图7 血清琥珀酸盐与肿瘤SUCNR1基因在NSCLC中的临床意义

A qPCR检测无瘤肺组织(n = 78)和肺癌组织(n = 213)中SUCNR1 mRNA的表达情况；B TCGA数据库中Kaplan-Meier生存曲线；C LLC细胞接种前和接种16天后小鼠血清琥珀酸盐浓度；D 用琥珀酸盐比色法试剂盒测定健康受试者和非小细胞肺癌患者血清琥珀酸盐浓度；E AUROC曲线分析非小细胞肺癌患者血清琥珀酸盐鉴别能力。

琥珀酸盐由琥珀酰辅酶A经过TCA循环酶琥珀酰辅酶A合成酶生成，在线粒体能量代谢中起重要作用。线粒体的代谢畸变可能导致细胞和/或细胞外琥珀酸的积累。据报道，脂多糖诱导的巨噬细胞活化可触发琥珀酸盐释放到培养基中，促进IL-1b的生成并促进炎症。据报道，TCA循环功能障碍导致的癌细胞浆内琥珀酸积累有助于肿瘤的发生。然而，肿瘤细胞分泌琥珀酸盐到细胞外环境及其病理作用尚未见报道。在本研究中，我们使用代谢组学方法在体内外鉴定了琥珀酸盐是一种肿瘤细胞分泌的新型因子，可触发TAM极化，促进肿瘤转移。我们的研究结果表明，琥珀酸盐可以增强巨噬细胞的迁移和癌细胞的迁移和侵袭，促进癌症的转移。我们的结果进一步表明，琥珀酸盐通过SUCNR1激活，如细胞内钙的增加，ERK1/2信号和PGE2产生。当特定的SUCNR1 siRNA敲除癌细胞SUCNR1时，琥珀酸盐的促肿瘤作用消失。综上所述，这些发现表明癌细胞分泌琥珀酸盐到培养基中，通过SUCNR1增强癌细胞的迁移和侵袭，促进癌细胞在体内转移。

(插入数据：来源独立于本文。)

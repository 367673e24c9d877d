//! In-memory [`RetrievalIndex`] for tests and embedded use.
//!
//! Collections live in a `HashMap` behind `std::sync::RwLock`. Query is
//! brute-force cosine similarity over every vector in the session.
//! Embedding happens before any lock is taken.

use std::collections::HashMap;
use std::sync::{Arc, RwLock};

use anyhow::{anyhow, Result};
use async_trait::async_trait;
use tracing::debug;

use crate::embedding::{cosine_similarity, embed_query, EmbeddingProvider};
use crate::error::ResearchError;
use crate::models::Chunk;

use super::{chunk_id, content_hash, rank, RetrievalIndex, ScoredChunk};

struct StoredChunk {
    ordinal: i64,
    text: String,
    hash: String,
    vector: Vec<f32>,
}

/// In-memory retrieval index.
pub struct InMemoryIndex {
    embedder: Arc<dyn EmbeddingProvider>,
    collections: RwLock<HashMap<String, Vec<StoredChunk>>>,
}

impl InMemoryIndex {
    pub fn new(embedder: Arc<dyn EmbeddingProvider>) -> Self {
        Self {
            embedder,
            collections: RwLock::new(HashMap::new()),
        }
    }

    /// Number of live collections.
    pub fn collection_count(&self) -> Result<usize> {
        Ok(self.read()?.len())
    }

    /// Number of chunks stored under `session_id`, or `None` if it does not exist.
    pub fn chunk_count(&self, session_id: &str) -> Result<Option<usize>> {
        Ok(self.read()?.get(session_id).map(|c| c.len()))
    }

    /// Content hashes of a session's chunks in insertion order.
    pub fn chunk_hashes(&self, session_id: &str) -> Result<Vec<String>> {
        Ok(self
            .read()?
            .get(session_id)
            .map(|c| c.iter().map(|sc| sc.hash.clone()).collect())
            .unwrap_or_default())
    }

    fn read(
        &self,
    ) -> Result<std::sync::RwLockReadGuard<'_, HashMap<String, Vec<StoredChunk>>>> {
        self.collections
            .read()
            .map_err(|_| anyhow!("retrieval index lock poisoned"))
    }

    fn write(
        &self,
    ) -> Result<std::sync::RwLockWriteGuard<'_, HashMap<String, Vec<StoredChunk>>>> {
        self.collections
            .write()
            .map_err(|_| anyhow!("retrieval index lock poisoned"))
    }
}

#[async_trait]
impl RetrievalIndex for InMemoryIndex {
    async fn create_collection(&self, session_id: &str) -> Result<()> {
        self.write()?.entry(session_id.to_string()).or_default();
        Ok(())
    }

    async fn add(&self, session_id: &str, chunks: &[Chunk]) -> Result<()> {
        if chunks.is_empty() {
            return self.create_collection(session_id).await;
        }
        let texts: Vec<String> = chunks.iter().map(|c| c.text.clone()).collect();
        let vectors = self.embedder.embed(&texts).await?;
        if vectors.len() != chunks.len() {
            anyhow::bail!(
                "embedding provider returned {} vectors for {} chunks",
                vectors.len(),
                chunks.len()
            );
        }

        let mut collections = self.write()?;
        let stored = collections.entry(session_id.to_string()).or_default();
        let start = stored.len() as i64;
        for (i, (chunk, vector)) in chunks.iter().zip(vectors).enumerate() {
            stored.push(StoredChunk {
                ordinal: start + i as i64,
                text: chunk.text.clone(),
                hash: content_hash(&chunk.text),
                vector,
            });
        }
        debug!(session_id, added = chunks.len(), total = stored.len(), "chunks added");
        Ok(())
    }

    async fn query(&self, session_id: &str, query_text: &str, top_k: usize) -> Result<Vec<String>> {
        if self.read()?.get(session_id).is_none() {
            return Err(ResearchError::SessionNotFound(session_id.to_string()).into());
        }
        let query_vec = embed_query(self.embedder.as_ref(), query_text).await?;

        let collections = self.read()?;
        let stored = collections
            .get(session_id)
            .ok_or_else(|| ResearchError::SessionNotFound(session_id.to_string()))?;
        let scored: Vec<ScoredChunk> = stored
            .iter()
            .map(|sc| ScoredChunk {
                id: chunk_id(session_id, sc.ordinal),
                ordinal: sc.ordinal,
                text: sc.text.clone(),
                score: cosine_similarity(&query_vec, &sc.vector),
            })
            .collect();
        let ranked = rank(scored, top_k);
        debug!(
            session_id,
            hits = ?ranked.iter().map(|c| c.id.as_str()).collect::<Vec<_>>(),
            "query ranked"
        );
        Ok(ranked.into_iter().map(|c| c.text).collect())
    }

    async fn delete_collection(&self, session_id: &str) -> Result<()> {
        self.write()?.remove(session_id);
        Ok(())
    }
}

癌细胞分泌琥珀酸盐到培养基中的确切机制尚不完全清楚。我们的结果表明，降低SDH活性有助于琥珀酸盐的积累和分泌。另外，过量的琥珀酸盐可能来源于谷氨酰胺的回补，这是活化的巨噬细胞中琥珀酸盐的主要来源。需要进一步的研究来阐明癌细胞中琥珀酸盐过量积累和分泌的机制。

我们的结果首次表明肺癌患者的血清琥珀酸盐浓度与健康受试者相比升高。这一发现表明，在癌症的发生发展过程中，癌细胞会释放大量的琥珀酸盐进入循环。我们的分析表明，血清琥珀酸盐具有很高的鉴别能力，代表了一种新的循环单异代谢物，对预测NSCLC具有潜在的价值。此外，由于LLC肿瘤模型中琥珀酸盐水平的升高伴随着皮下肿瘤TAMs的增加和肿瘤转移的增强，血清琥珀酸盐可能是治疗NSCLC的有用的生物标志物。

总之，我们发现肿瘤细胞分泌琥珀酸盐进入细胞外环境，增强巨噬细胞迁移能力并介导TAM极化。此外，在小鼠模型中，琥珀酸盐可诱导肿瘤细胞EMT，增强肿瘤细胞迁移，促进肿瘤转移。我们提供的证据表明琥珀酸盐通过SUCNR1发挥作用，通过PI3K/HIF-1α途径传递信号。这些新发现表明琥珀酸作为一种单一代谢物，可能是癌症化学预防和治疗的一个有价值的靶点。